# [Task item]
Among the lines below, return each one that contains the word "MetricType".

╭─ Available data

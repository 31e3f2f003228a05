use shared::metrics_defs::{MetricDef, MetricType};

pub const REQUEST_DURATION: MetricDef = MetricDef {
    name: "request.duration",
    metric_type: MetricType::Histogram,
    description: "Request duration in seconds. Tagged with status, or `cancelled` if the client went away.",
};

pub const REQUESTS_INFLIGHT: MetricDef = MetricDef {
    name: "requests.inflight",
    metric_type: MetricType::Gauge,
    description: "Number of requests currently being processed",
};

pub const UPSTREAM_REQUESTS: MetricDef = MetricDef {
    name: "upstream.requests",
    metric_type: MetricType::Counter,
    description: "Admin API calls. Tagged with operation (read, write) and outcome.",
};

pub const SIGNATURE_REJECTED: MetricDef = MetricDef {
    name: "signature.rejected",
    metric_type: MetricType::Counter,
    description: "Requests refused because the signature header was missing or wrong",
};

pub const ALL_METRICS: &[MetricDef] = &[
    REQUEST_DURATION,
    REQUESTS_INFLIGHT,
    UPSTREAM_REQUESTS,
    SIGNATURE_REJECTED,
];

╰─

# [Answer to the exercise]
use shared::metrics_defs::{MetricDef, MetricType};
    metric_type: MetricType::Histogram,
    metric_type: MetricType::Gauge,
    metric_type: MetricType::Counter,
    metric_type: MetricType::Counter,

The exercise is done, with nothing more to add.